Ali gibi kokanlara selam olsun

Yedi Güzel Adam. Şiir yürekli, kalemi kılıçtan keskin, sözü yumruğundan güçlü yedi güzel adam!

Özlemişiz seni.

Siz demiyorum dikkat.  Çünkü onlar yedi ayrı bedene bürünmüş tek ruh adam.

Yedi Güzel Adam
seyretmek, yakın tarihin kitabını okumak gibi. Bu ülkede kim kime niye küstü, kardeşi kardeşe kim kırdırdı bilmek isterseniz Cuma akşamları Trt1 başında olunuz efendim.

Sezonun ilk bölümü yine şiirle, nükte ile, müjde ve hüzünle, kavgayla ve sevgiyle başladı. Hayat gibi. Ne bir eksik ne bir fazla…

Adil Erdem Bayazıt, Naciye’den baba olacağı müjdesini aldı. Malumunuz eski zamanlarda ‘baba’ ya da ‘anne’ olacak olmanın haberi şimdiki gibi davul zurnayla verilmiyordu.
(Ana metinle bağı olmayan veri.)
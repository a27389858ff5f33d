use axum::{extract::State, http::StatusCode, Json};
use sanity_client::FetchOptions;
use serde::Serialize;

use crate::server::app::AxumAppState;

#[derive(Serialize)]
pub struct HealthResponse {
    status: String,
    content_store: ContentStoreHealth,
}

#[derive(Serialize)]
pub struct ContentStoreHealth {
    status: String,
    #[serde(skip_serializing_if = "Option::is_none")]
    error: Option<String>,
}

/// Health check endpoint
///
/// Probes the content store with a cheap id lookup under a 5 second
/// timeout. Returns 200 OK when healthy, 503 Service Unavailable
/// otherwise.
pub async fn health_handler(
    State(state): State<AxumAppState>,
) -> (StatusCode, Json<HealthResponse>) {
    let fetch_options = FetchOptions::fresh();
    let probe = state.deps.content.fetch(
        r#"*[_id == "health"][0]{_id}"#,
        &[],
        &fetch_options,
    );

    let content_store = match tokio::time::timeout(std::time::Duration::from_secs(5), probe).await
    {
        Ok(Ok(_)) => ContentStoreHealth {
            status: "ok".to_string(),
            error: None,
        },
        Ok(Err(e)) => ContentStoreHealth {
            status: "error".to_string(),
            error: Some(format!("Query failed: {e}")),
        },
        Err(_) => ContentStoreHealth {
            status: "error".to_string(),
            error: Some("Query timeout (>5s)".to_string()),
        },
    };

    let is_healthy = content_store.status == "ok";
    let status_code = if is_healthy {
        StatusCode::OK
    } else {
        StatusCode::SERVICE_UNAVAILABLE
    };

    (
        status_code,
        Json(HealthResponse {
            status: if is_healthy { "healthy" } else { "unhealthy" }.to_string(),
            content_store,
        }),
    )
}
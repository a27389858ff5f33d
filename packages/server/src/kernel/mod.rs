//! Kernel module - server infrastructure and dependencies.

pub mod deps;
pub mod edge_cache;
pub mod test_dependencies;
pub mod traits;

pub use deps::{IndexNowAdapter, SanityContentStore, ServerDeps};
pub use edge_cache::{EdgeCacheClient, NoopCacheService};
pub use test_dependencies::{
    MockCacheService, MockContentStore, MockIndexNotifier, TestDependencies,
};
pub use traits::*;
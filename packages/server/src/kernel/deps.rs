//! Server dependencies (trait objects for testability)
//!
//! Central dependency container handed to route handlers and domain
//! functions. All external services sit behind trait abstractions so
//! tests can inject recording mocks.

use anyhow::Result;
use async_trait::async_trait;
use indexnow_client::{IndexNowClient, IndexNowConfig};
use sanity_client::{FetchOptions, SanityClient, SanityConfig};
use serde_json::Value;
use std::sync::Arc;

use crate::config::Config;
use crate::domains::revalidation::IndexNowMode;
use crate::kernel::edge_cache::{EdgeCacheClient, NoopCacheService};
use crate::kernel::{BaseCacheService, BaseContentStore, BaseIndexNotifier};

// =============================================================================
// SanityClient Adapter (implements BaseContentStore trait)
// =============================================================================

/// Wrapper around SanityClient that implements BaseContentStore
pub struct SanityContentStore(pub Arc<SanityClient>);

impl SanityContentStore {
    pub fn new(client: Arc<SanityClient>) -> Self {
        Self(client)
    }
}

#[async_trait]
impl BaseContentStore for SanityContentStore {
    async fn fetch(
        &self,
        query: &str,
        params: &[(&str, Value)],
        options: &FetchOptions,
    ) -> Result<Option<Value>> {
        self.0
            .fetch(query, params, options)
            .await
            .map_err(|e| anyhow::anyhow!("{}", e))
    }
}

// =============================================================================
// IndexNowClient Adapter (implements BaseIndexNotifier trait)
// =============================================================================

/// Wrapper around IndexNowClient that implements BaseIndexNotifier
pub struct IndexNowAdapter(pub Arc<IndexNowClient>);

impl IndexNowAdapter {
    pub fn new(client: Arc<IndexNowClient>) -> Self {
        Self(client)
    }
}

#[async_trait]
impl BaseIndexNotifier for IndexNowAdapter {
    async fn submit(&self, urls: &[String]) -> Result<()> {
        self.0
            .submit(urls)
            .await
            .map_err(|e| anyhow::anyhow!("{}", e))
    }
}

// =============================================================================
// ServerDeps
// =============================================================================

/// Server dependencies accessible to handlers (using traits for testability)
#[derive(Clone)]
pub struct ServerDeps {
    pub content: Arc<dyn BaseContentStore>,
    pub cache: Arc<dyn BaseCacheService>,
    /// Absent when the IndexNow configuration is incomplete; the
    /// dispatcher short-circuits in that case.
    pub index_notifier: Option<Arc<dyn BaseIndexNotifier>>,
    pub index_mode: IndexNowMode,
}

impl ServerDeps {
    /// Build the production dependency set from configuration.
    pub fn from_config(config: &Config) -> Result<Self> {
        let sanity = SanityClient::new(SanityConfig {
            project_id: config.sanity_project_id.clone(),
            dataset: config.sanity_dataset.clone(),
            api_version: config.sanity_api_version.clone(),
            token: config.sanity_api_token.clone(),
        });
        let content: Arc<dyn BaseContentStore> =
            Arc::new(SanityContentStore::new(Arc::new(sanity)));

        let cache: Arc<dyn BaseCacheService> = match &config.cache_purge_url {
            Some(url) => Arc::new(EdgeCacheClient::new(
                url.clone(),
                config.cache_purge_token.clone(),
            )?),
            None => {
                tracing::warn!("CACHE_PURGE_URL not set, cache purges are no-ops");
                Arc::new(NoopCacheService)
            }
        };

        let index_notifier: Option<Arc<dyn BaseIndexNotifier>> = match (
            &config.indexnow_host,
            &config.indexnow_key,
            &config.indexnow_key_location,
        ) {
            (Some(host), Some(key), Some(key_location)) => {
                let client = IndexNowClient::new(IndexNowConfig::new(host, key, key_location));
                Some(Arc::new(IndexNowAdapter::new(Arc::new(client))))
            }
            _ => {
                tracing::warn!("IndexNow configuration incomplete, search notification disabled");
                None
            }
        };

        let index_mode = if config.environment.is_production() && !config.indexnow_dry_run {
            IndexNowMode::Live
        } else {
            IndexNowMode::DryRun
        };

        Ok(Self {
            content,
            cache,
            index_notifier,
            index_mode,
        })
    }
}
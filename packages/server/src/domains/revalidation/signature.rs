//! Content-store webhook signature verification.
//!
//! The platform signs `<timestamp>.<body>` with the shared secret and
//! delivers `sanity-webhook-signature: t=<millis>,v1=<base64url digest>`.
//! Only the MAC is enforced; replaying a delivery is harmless because
//! every downstream operation is idempotent.

use base64::engine::general_purpose::URL_SAFE_NO_PAD;
use base64::Engine as _;
use hmac::{Hmac, Mac};
use sha2::Sha256;

pub const SIGNATURE_HEADER: &str = "sanity-webhook-signature";

type HmacSha256 = Hmac<Sha256>;

/// Verify a signature header against the raw request body.
///
/// Comparison is constant-time via the MAC's own verifier. Any parse
/// failure (header shape, base64) counts as an invalid signature.
pub fn verify_signature(secret: &str, header: &str, body: &[u8]) -> bool {
    let Some((timestamp, signature)) = parse_header(header) else {
        return false;
    };
    let Ok(digest) = URL_SAFE_NO_PAD.decode(signature) else {
        return false;
    };
    let Ok(mut mac) = HmacSha256::new_from_slice(secret.as_bytes()) else {
        return false;
    };
    mac.update(timestamp.as_bytes());
    mac.update(b".");
    mac.update(body);
    mac.verify_slice(&digest).is_ok()
}

/// Produce a signature header for a body. Used by delivery tooling and
/// tests; the inverse of `verify_signature`.
pub fn encode_signature_header(secret: &str, timestamp: i64, body: &[u8]) -> String {
    let mut mac = HmacSha256::new_from_slice(secret.as_bytes())
        .expect("HMAC accepts keys of any length");
    mac.update(timestamp.to_string().as_bytes());
    mac.update(b".");
    mac.update(body);
    let digest = URL_SAFE_NO_PAD.encode(mac.finalize().into_bytes());
    format!("t={timestamp},v1={digest}")
}

/// Split `t=<timestamp>,v1=<signature>` into its parts.
fn parse_header(header: &str) -> Option<(&str, &str)> {
    let mut timestamp = None;
    let mut signature = None;
    for part in header.split(',') {
        let (name, value) = part.trim().split_once('=')?;
        match name {
            "t" => timestamp = Some(value),
            "v1" => signature = Some(value),
            _ => {}
        }
    }
    Some((timestamp?, signature?))
}

#[cfg(test)]
mod tests {
    use super::*;

    const SECRET: &str = "whsec_test";
    const BODY: &[u8] = br#"{"_type":"venue","_id":"v1"}"#;

    #[test]
    fn signed_header_verifies() {
        let header = encode_signature_header(SECRET, 1_700_000_000_000, BODY);
        assert!(verify_signature(SECRET, &header, BODY));
    }

    #[test]
    fn tampered_body_fails() {
        let header = encode_signature_header(SECRET, 1_700_000_000_000, BODY);
        assert!(!verify_signature(
            SECRET,
            &header,
            br#"{"_type":"venue","_id":"v2"}"#
        ));
    }

    #[test]
    fn wrong_secret_fails() {
        let header = encode_signature_header(SECRET, 1_700_000_000_000, BODY);
        assert!(!verify_signature("other-secret", &header, BODY));
    }

    #[test]
    fn tampered_timestamp_fails() {
        let header = encode_signature_header(SECRET, 1_700_000_000_000, BODY);
        let forged = header.replace("t=1700000000000", "t=1700000000001");
        assert!(!verify_signature(SECRET, &forged, BODY));
    }

    #[test]
    fn malformed_headers_fail() {
        assert!(!verify_signature(SECRET, "", BODY));
        assert!(!verify_signature(SECRET, "t=123", BODY));
        assert!(!verify_signature(SECRET, "v1=abc", BODY));
        assert!(!verify_signature(SECRET, "t=123,v1=!!not-base64!!", BODY));
    }
}
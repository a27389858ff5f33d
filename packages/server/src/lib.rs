// SaborLocal revalidation service - API core
//
// Backend service for the SaborLocal review site: webhook-driven cache
// revalidation and search-index notification, plus the SEO read API
// (related venues, JSON-LD structured data) backed by the content store.

pub mod common;
pub mod config;
pub mod domains;
pub mod kernel;
pub mod server;

pub use config::*;
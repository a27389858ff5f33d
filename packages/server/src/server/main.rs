// Main entry point for the revalidation service

use std::sync::Arc;

use anyhow::{Context, Result};
use server_core::kernel::ServerDeps;
use server_core::server::build_app;
use server_core::Config;
use tracing_subscriber::{layer::SubscriberExt, util::SubscriberInitExt};

#[tokio::main]
async fn main() -> Result<()> {
    // Initialize logging
    tracing_subscriber::registry()
        .with(
            tracing_subscriber::EnvFilter::try_from_default_env()
                .unwrap_or_else(|_| "info,server_core=debug".into()),
        )
        .with(tracing_subscriber::fmt::layer())
        .init();

    tracing::info!("Starting SaborLocal revalidation service");

    // Load configuration
    let config = Config::from_env().context("Failed to load configuration")?;
    tracing::info!("Configuration loaded");

    // Build dependencies and application
    let deps = Arc::new(ServerDeps::from_config(&config).context("Failed to build dependencies")?);
    let app = build_app(&config, deps);

    // Start server
    let addr = format!("0.0.0.0:{}", config.port);
    tracing::info!("Starting server on {}", addr);
    tracing::info!(
        "Webhook endpoint: http://localhost:{}/api/revalidate",
        config.port
    );
    tracing::info!("Health check: http://localhost:{}/health", config.port);

    let listener = tokio::net::TcpListener::bind(&addr)
        .await
        .context("Failed to bind to address")?;

    axum::serve(
        listener,
        app.into_make_service_with_connect_info::<std::net::SocketAddr>(),
    )
    .await
    .context("Server error")?;

    Ok(())
}
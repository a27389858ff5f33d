// TestDependencies - mock implementations for testing
//
// Provides recording mocks that can be injected as ServerDeps for unit
// and integration tests. Kept out of #[cfg(test)] so integration tests
// in tests/ can use them.

use anyhow::Result;
use async_trait::async_trait;
use sanity_client::FetchOptions;
use serde_json::Value;
use std::sync::{Arc, Mutex};

use super::{BaseCacheService, BaseContentStore, BaseIndexNotifier, ServerDeps};
use crate::domains::revalidation::IndexNowMode;

// =============================================================================
// Mock Cache Service
// =============================================================================

pub struct MockCacheService {
    tags: Arc<Mutex<Vec<String>>>,
    paths: Arc<Mutex<Vec<String>>>,
    failing_paths: Vec<String>,
}

impl MockCacheService {
    pub fn new() -> Self {
        Self {
            tags: Arc::new(Mutex::new(Vec::new())),
            paths: Arc::new(Mutex::new(Vec::new())),
            failing_paths: Vec::new(),
        }
    }

    /// Make purges of the given path fail, leaving all others working.
    pub fn with_failing_path(mut self, path: &str) -> Self {
        self.failing_paths.push(path.to_string());
        self
    }

    /// Tags invalidated so far, in call order.
    pub fn tags(&self) -> Vec<String> {
        self.tags.lock().unwrap().clone()
    }

    /// Paths invalidated so far, in call order. Failed purges are not
    /// recorded.
    pub fn paths(&self) -> Vec<String> {
        self.paths.lock().unwrap().clone()
    }

    pub fn was_tag_invalidated(&self, tag: &str) -> bool {
        self.tags.lock().unwrap().iter().any(|t| t == tag)
    }

    pub fn was_path_invalidated(&self, path: &str) -> bool {
        self.paths.lock().unwrap().iter().any(|p| p == path)
    }
}

impl Default for MockCacheService {
    fn default() -> Self {
        Self::new()
    }
}

#[async_trait]
impl BaseCacheService for MockCacheService {
    async fn invalidate_tag(&self, tag: &str) -> Result<()> {
        self.tags.lock().unwrap().push(tag.to_string());
        Ok(())
    }

    async fn invalidate_path(&self, path: &str) -> Result<()> {
        if self.failing_paths.iter().any(|p| p == path) {
            anyhow::bail!("purge backend unavailable");
        }
        self.paths.lock().unwrap().push(path.to_string());
        Ok(())
    }
}

// =============================================================================
// Mock Index Notifier
// =============================================================================

pub struct MockIndexNotifier {
    batches: Arc<Mutex<Vec<Vec<String>>>>,
    failing: bool,
}

impl MockIndexNotifier {
    pub fn new() -> Self {
        Self {
            batches: Arc::new(Mutex::new(Vec::new())),
            failing: false,
        }
    }

    /// Make every submission fail with a transport-style error.
    pub fn failing() -> Self {
        Self {
            batches: Arc::new(Mutex::new(Vec::new())),
            failing: true,
        }
    }

    /// URL batches submitted so far.
    pub fn batches(&self) -> Vec<Vec<String>> {
        self.batches.lock().unwrap().clone()
    }
}

impl Default for MockIndexNotifier {
    fn default() -> Self {
        Self::new()
    }
}

#[async_trait]
impl BaseIndexNotifier for MockIndexNotifier {
    async fn submit(&self, urls: &[String]) -> Result<()> {
        if self.failing {
            anyhow::bail!("index API unreachable");
        }
        self.batches.lock().unwrap().push(urls.to_vec());
        Ok(())
    }
}

// =============================================================================
// Mock Content Store
// =============================================================================

/// Returns queued responses in FIFO order; an exhausted queue behaves
/// like a query that matched nothing.
pub struct MockContentStore {
    responses: Arc<Mutex<Vec<Value>>>,
    queries: Arc<Mutex<Vec<String>>>,
}

impl MockContentStore {
    pub fn new() -> Self {
        Self {
            responses: Arc::new(Mutex::new(Vec::new())),
            queries: Arc::new(Mutex::new(Vec::new())),
        }
    }

    pub fn with_response(self, value: Value) -> Self {
        self.responses.lock().unwrap().push(value);
        self
    }

    /// GROQ queries issued so far.
    pub fn queries(&self) -> Vec<String> {
        self.queries.lock().unwrap().clone()
    }
}

impl Default for MockContentStore {
    fn default() -> Self {
        Self::new()
    }
}

#[async_trait]
impl BaseContentStore for MockContentStore {
    async fn fetch(
        &self,
        query: &str,
        _params: &[(&str, Value)],
        _options: &FetchOptions,
    ) -> Result<Option<Value>> {
        self.queries.lock().unwrap().push(query.to_string());

        let mut responses = self.responses.lock().unwrap();
        if responses.is_empty() {
            Ok(None)
        } else {
            Ok(Some(responses.remove(0)))
        }
    }
}

// =============================================================================
// TestDependencies
// =============================================================================

/// Builder bundling the mocks into a ServerDeps while keeping handles
/// to them for assertions.
pub struct TestDependencies {
    pub content: Arc<MockContentStore>,
    pub cache: Arc<MockCacheService>,
    pub index_notifier: Arc<MockIndexNotifier>,
    pub index_mode: IndexNowMode,
    index_configured: bool,
}

impl TestDependencies {
    pub fn new() -> Self {
        Self {
            content: Arc::new(MockContentStore::new()),
            cache: Arc::new(MockCacheService::new()),
            index_notifier: Arc::new(MockIndexNotifier::new()),
            index_mode: IndexNowMode::DryRun,
            index_configured: true,
        }
    }

    pub fn with_content(mut self, content: MockContentStore) -> Self {
        self.content = Arc::new(content);
        self
    }

    pub fn with_cache(mut self, cache: MockCacheService) -> Self {
        self.cache = Arc::new(cache);
        self
    }

    pub fn with_index_notifier(mut self, notifier: MockIndexNotifier) -> Self {
        self.index_notifier = Arc::new(notifier);
        self
    }

    /// Submit over the (mocked) network instead of dry-running.
    pub fn live_indexing(mut self) -> Self {
        self.index_mode = IndexNowMode::Live;
        self
    }

    /// Simulate a deployment without IndexNow configuration.
    pub fn without_index_notifier(mut self) -> Self {
        self.index_configured = false;
        self
    }

    pub fn deps(&self) -> ServerDeps {
        ServerDeps {
            content: self.content.clone(),
            cache: self.cache.clone(),
            index_notifier: if self.index_configured {
                Some(self.index_notifier.clone())
            } else {
                None
            },
            index_mode: self.index_mode,
        }
    }
}

impl Default for TestDependencies {
    fn default() -> Self {
        Self::new()
    }
}
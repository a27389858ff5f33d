pub mod content;
pub mod health;

pub use content::{related_venues_handler, venue_schema_handler};
pub use health::health_handler;
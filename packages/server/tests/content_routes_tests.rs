//! Integration tests for the public SEO read routes.

mod common;

use common::{spawn_app, test_config};
use serde_json::{json, Value};
use server_core::kernel::{MockContentStore, TestDependencies};

fn venue_doc(id: &str, slug: &str, categories: &[&str], rating: f64) -> Value {
    json!({
        "_id": id,
        "title": slug,
        "slug": {"current": slug},
        "city": {"title": "Madrid", "slug": {"current": "madrid"}},
        "categories": categories
            .iter()
            .map(|category| json!({"title": category, "slug": {"current": category}}))
            .collect::<Vec<Value>>(),
        "rating": rating,
        "priceRange": 2
    })
}

#[tokio::test]
async fn related_route_ranks_candidates_and_annotates_cache() {
    let content = MockContentStore::new()
        .with_response(venue_doc("v1", "pizzeria-x", &["pizza"], 4.5))
        .with_response(json!([
            venue_doc("v2", "sushi-z", &["sushi"], 4.6),
            venue_doc("v3", "pizzeria-y", &["pizza"], 4.4),
        ]));
    let test_deps = TestDependencies::new().with_content(content);
    let addr = spawn_app(test_config(), test_deps.deps()).await;

    let response = reqwest::get(format!("http://{addr}/api/venues/madrid/pizzeria-x/related"))
        .await
        .expect("request sends");
    assert_eq!(response.status().as_u16(), 200);

    let cache_control = response
        .headers()
        .get("cache-control")
        .expect("cache-control header")
        .to_str()
        .expect("header is ascii")
        .to_string();
    assert!(cache_control.contains("s-maxage=3600"));

    let surrogate = response
        .headers()
        .get("surrogate-key")
        .expect("surrogate-key header")
        .to_str()
        .expect("header is ascii")
        .to_string();
    assert!(surrogate.contains("venues"));
    assert!(surrogate.contains("venue-v1"));
    assert!(surrogate.contains("content"));

    let body: Value = response.json().await.expect("json body");
    assert_eq!(body["venue"]["_id"], "v1");

    let related = body["related"].as_array().expect("related array");
    assert_eq!(related.len(), 2);
    // Shared category ranks the other pizzeria first.
    assert_eq!(related[0]["_id"], "v3");
    assert_eq!(related[1]["_id"], "v2");
}

#[tokio::test]
async fn related_route_returns_404_for_unknown_venue() {
    let test_deps = TestDependencies::new();
    let addr = spawn_app(test_config(), test_deps.deps()).await;

    let response = reqwest::get(format!("http://{addr}/api/venues/madrid/nope/related"))
        .await
        .expect("request sends");
    assert_eq!(response.status().as_u16(), 404);
}

#[tokio::test]
async fn schema_route_embeds_restaurant_breadcrumbs_and_reviews() {
    let content = MockContentStore::new()
        .with_response(venue_doc("v1", "pizzeria-x", &["pizza"], 4.5))
        .with_response(json!([
            {
                "_id": "r1",
                "title": "Great pizza",
                "slug": {"current": "great-pizza"},
                "rating": 5.0,
                "author": "Ana"
            }
        ]));
    let test_deps = TestDependencies::new().with_content(content);
    let addr = spawn_app(test_config(), test_deps.deps()).await;

    let response = reqwest::get(format!("http://{addr}/api/venues/madrid/pizzeria-x/schema"))
        .await
        .expect("request sends");
    assert_eq!(response.status().as_u16(), 200);

    let body: Value = response.json().await.expect("json body");
    let schemas = body["schemas"].as_array().expect("schemas array");
    assert_eq!(schemas.len(), 3);

    assert_eq!(schemas[0]["@type"], "Restaurant");
    assert_eq!(
        schemas[0]["url"],
        "https://saborlocal.example/madrid/pizzeria-x"
    );
    assert_eq!(schemas[1]["@type"], "BreadcrumbList");
    assert_eq!(schemas[2]["@type"], "Review");
    assert_eq!(
        schemas[2]["itemReviewed"]["@id"],
        "https://saborlocal.example/madrid/pizzeria-x"
    );
}

#[tokio::test]
async fn health_reports_content_store_status() {
    let test_deps = TestDependencies::new();
    let addr = spawn_app(test_config(), test_deps.deps()).await;

    let response = reqwest::get(format!("http://{addr}/health"))
        .await
        .expect("request sends");
    assert_eq!(response.status().as_u16(), 200);

    let body: Value = response.json().await.expect("json body");
    assert_eq!(body["status"], "healthy");
    assert_eq!(body["content_store"]["status"], "ok");
}
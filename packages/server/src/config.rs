use anyhow::{Context, Result};
use dotenvy::dotenv;
use std::env;

/// Deployment environment. Anything other than production runs the
/// IndexNow dispatcher in dry-run mode.
#[derive(Debug, Clone, Copy, PartialEq, Eq)]
pub enum Environment {
    Production,
    Development,
}

impl Environment {
    fn from_env_value(value: &str) -> Self {
        match value {
            "production" | "prod" => Environment::Production,
            _ => Environment::Development,
        }
    }

    pub fn is_production(self) -> bool {
        self == Environment::Production
    }
}

/// Application configuration loaded from environment variables
#[derive(Debug, Clone)]
pub struct Config {
    pub port: u16,
    pub environment: Environment,
    /// Public base URL of the site, e.g. "https://saborlocal.es".
    pub site_base_url: String,
    pub sanity_project_id: String,
    pub sanity_dataset: String,
    pub sanity_api_version: String,
    pub sanity_api_token: Option<String>,
    /// Shared secret the content store signs webhook deliveries with.
    pub sanity_webhook_secret: String,
    pub cache_purge_url: Option<String>,
    pub cache_purge_token: Option<String>,
    pub indexnow_host: Option<String>,
    pub indexnow_key: Option<String>,
    pub indexnow_key_location: Option<String>,
    pub indexnow_dry_run: bool,
}

impl Config {
    /// Load configuration from environment variables
    pub fn from_env() -> Result<Self> {
        // Load .env file if present (development)
        let _ = dotenv();

        Ok(Self {
            port: env::var("PORT")
                .unwrap_or_else(|_| "8080".to_string())
                .parse()
                .context("PORT must be a valid number")?,
            environment: Environment::from_env_value(
                &env::var("APP_ENV").unwrap_or_else(|_| "development".to_string()),
            ),
            site_base_url: env::var("SITE_BASE_URL")
                .context("SITE_BASE_URL must be set")?,
            sanity_project_id: env::var("SANITY_PROJECT_ID")
                .context("SANITY_PROJECT_ID must be set")?,
            sanity_dataset: env::var("SANITY_DATASET")
                .unwrap_or_else(|_| "production".to_string()),
            sanity_api_version: env::var("SANITY_API_VERSION")
                .unwrap_or_else(|_| "2024-01-01".to_string()),
            sanity_api_token: env::var("SANITY_API_TOKEN").ok(),
            sanity_webhook_secret: env::var("SANITY_WEBHOOK_SECRET")
                .context("SANITY_WEBHOOK_SECRET must be set")?,
            cache_purge_url: env::var("CACHE_PURGE_URL").ok(),
            cache_purge_token: env::var("CACHE_PURGE_TOKEN").ok(),
            indexnow_host: env::var("INDEXNOW_HOST").ok(),
            indexnow_key: env::var("INDEXNOW_KEY").ok(),
            indexnow_key_location: env::var("INDEXNOW_KEY_LOCATION").ok(),
            indexnow_dry_run: env::var("INDEXNOW_DRY_RUN")
                .map(|v| v == "1" || v.eq_ignore_ascii_case("true"))
                .unwrap_or(false),
        })
    }
}

#[cfg(test)]
mod tests {
    use super::*;

    #[test]
    fn production_values_parse() {
        assert!(Environment::from_env_value("production").is_production());
        assert!(Environment::from_env_value("prod").is_production());
    }

    #[test]
    fn anything_else_is_development() {
        assert!(!Environment::from_env_value("development").is_production());
        assert!(!Environment::from_env_value("staging").is_production());
        assert!(!Environment::from_env_value("").is_production());
    }
}
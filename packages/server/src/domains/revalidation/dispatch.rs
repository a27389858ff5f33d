//! Search-engine notification dispatch (IndexNow).
//!
//! Runs after path invalidation. The live submission is detached from
//! the request so a slow or failing index API can never hold up or fail
//! the webhook response.

use crate::common::join_url;
use crate::kernel::ServerDeps;

/// How submissions are performed.
#[derive(Debug, Clone, Copy, PartialEq, Eq)]
pub enum IndexNowMode {
    /// Submit over the network in a detached task.
    Live,
    /// Log the would-be payload and skip network I/O. Default outside
    /// production.
    DryRun,
}

/// Hand the invalidated paths to the IndexNow API.
///
/// Returns the number of URLs handed off, not the number confirmed
/// delivered; delivery happens (or fails) after the response is sent.
/// Returns 0 without I/O when the path set is empty or IndexNow is not
/// configured.
pub fn submit_to_indexnow(deps: &ServerDeps, base_url: &str, paths: &[String]) -> usize {
    if paths.is_empty() {
        return 0;
    }

    let Some(notifier) = deps.index_notifier.clone() else {
        tracing::info!("IndexNow not configured, skipping submission");
        return 0;
    };

    let urls: Vec<String> = paths.iter().map(|path| join_url(base_url, path)).collect();
    let count = urls.len();

    if deps.index_mode == IndexNowMode::DryRun {
        tracing::info!(count, urls = ?urls, "IndexNow dry run, skipping submission");
        return count;
    }

    tokio::spawn(async move {
        match notifier.submit(&urls).await {
            Ok(()) => tracing::info!(count, "IndexNow submission accepted"),
            Err(e) => tracing::error!(count, error = %e, "IndexNow submission failed"),
        }
    });

    count
}

#[cfg(test)]
mod tests {
    use super::*;
    use crate::kernel::TestDependencies;
    use std::time::Duration;

    fn paths() -> Vec<String> {
        vec!["/madrid/pizzeria-x".to_string(), "/".to_string()]
    }

    #[tokio::test]
    async fn dry_run_counts_without_submitting() {
        let test_deps = TestDependencies::new();
        let deps = test_deps.deps();

        let count = submit_to_indexnow(&deps, "https://saborlocal.example", &paths());

        assert_eq!(count, 2);
        assert!(test_deps.index_notifier.batches().is_empty());
    }

    #[tokio::test]
    async fn empty_path_set_returns_zero() {
        let test_deps = TestDependencies::new().live_indexing();
        let deps = test_deps.deps();

        assert_eq!(submit_to_indexnow(&deps, "https://saborlocal.example", &[]), 0);
        assert!(test_deps.index_notifier.batches().is_empty());
    }

    #[tokio::test]
    async fn unconfigured_notifier_returns_zero() {
        let test_deps = TestDependencies::new().without_index_notifier();
        let deps = test_deps.deps();

        assert_eq!(
            submit_to_indexnow(&deps, "https://saborlocal.example", &paths()),
            0
        );
    }

    #[tokio::test]
    async fn live_submission_builds_absolute_urls() {
        let test_deps = TestDependencies::new().live_indexing();
        let deps = test_deps.deps();

        let count = submit_to_indexnow(&deps, "https://saborlocal.example/", &paths());
        assert_eq!(count, 2);

        // The submission runs in a detached task; give it a moment.
        let mut batches = test_deps.index_notifier.batches();
        for _ in 0..50 {
            if !batches.is_empty() {
                break;
            }
            tokio::time::sleep(Duration::from_millis(10)).await;
            batches = test_deps.index_notifier.batches();
        }

        assert_eq!(batches.len(), 1);
        assert_eq!(
            batches[0],
            vec![
                "https://saborlocal.example/madrid/pizzeria-x",
                "https://saborlocal.example/"
            ]
        );
    }

    #[tokio::test]
    async fn failing_notifier_still_reports_attempted_count() {
        let test_deps = TestDependencies::new()
            .live_indexing()
            .with_index_notifier(crate::kernel::MockIndexNotifier::failing());
        let deps = test_deps.deps();

        let count = submit_to_indexnow(&deps, "https://saborlocal.example", &paths());
        assert_eq!(count, 2);
    }
}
En yalın, en naif  haliyle ve edep dairesinden zerre sapmadan bir bebekleri olacağı müjdesini verdi Erdem Bayazıt, annesine.

Ve bir şair bir müjdeli haberi ancak böyle verebilirdi.

Naciye ile Erdem Bayazıt’ın aralarında geçen her konuşma evli ya da evlenecek çiftlere ders diye okutulmalı. O tane tane, huzur veren konuşmasıyla, karısına bir emanet mücevhermiş gibi ihtimam gösteren Erdem Bayazıt profili  ülkemiz erkekleri için iyi bir rehber olabilir.
 
‘‘Siz ben oldunuz mu ki?’’
Sezonun ilk bölümünde, Maraş olaylarının çıkmasına zemin hazırlayan ilk fitne tohumları üzerine yoğunlaşıldı. Hakkı’nın geçmişiyle, acılarıyla yüzleşme sahneleri ülkemiz için de bir yüzleşme vaktiydi. Hakkı’nın annesi ‘‘ölüsünü bile vermediler’’ derken içine bir köz yığını oturmayan kaldı mı aranızda? Ölüsünü teslim alamayan bir kadının feryadına hâlâ kulak tıkayanınız var mı? Evi işaretlenmiş, mezhebini uçan kuştan saklamak zorunda kalmış, babasını bu uğurda kaybetmiş Yetim Hakkı hiçbirimizin yabancısı değil. Mağduriyetinin üzerinden birbirini boğazlayan arkadaşlarını ayırırken sorduğu soru bu ülkenin onlarca yıldır süregelen kimlik sorunlarına tokat gibi bir cevap niteliğindeydi. Dedi ki Hakkı:‘‘Siz ben oldunuz mu ki?’’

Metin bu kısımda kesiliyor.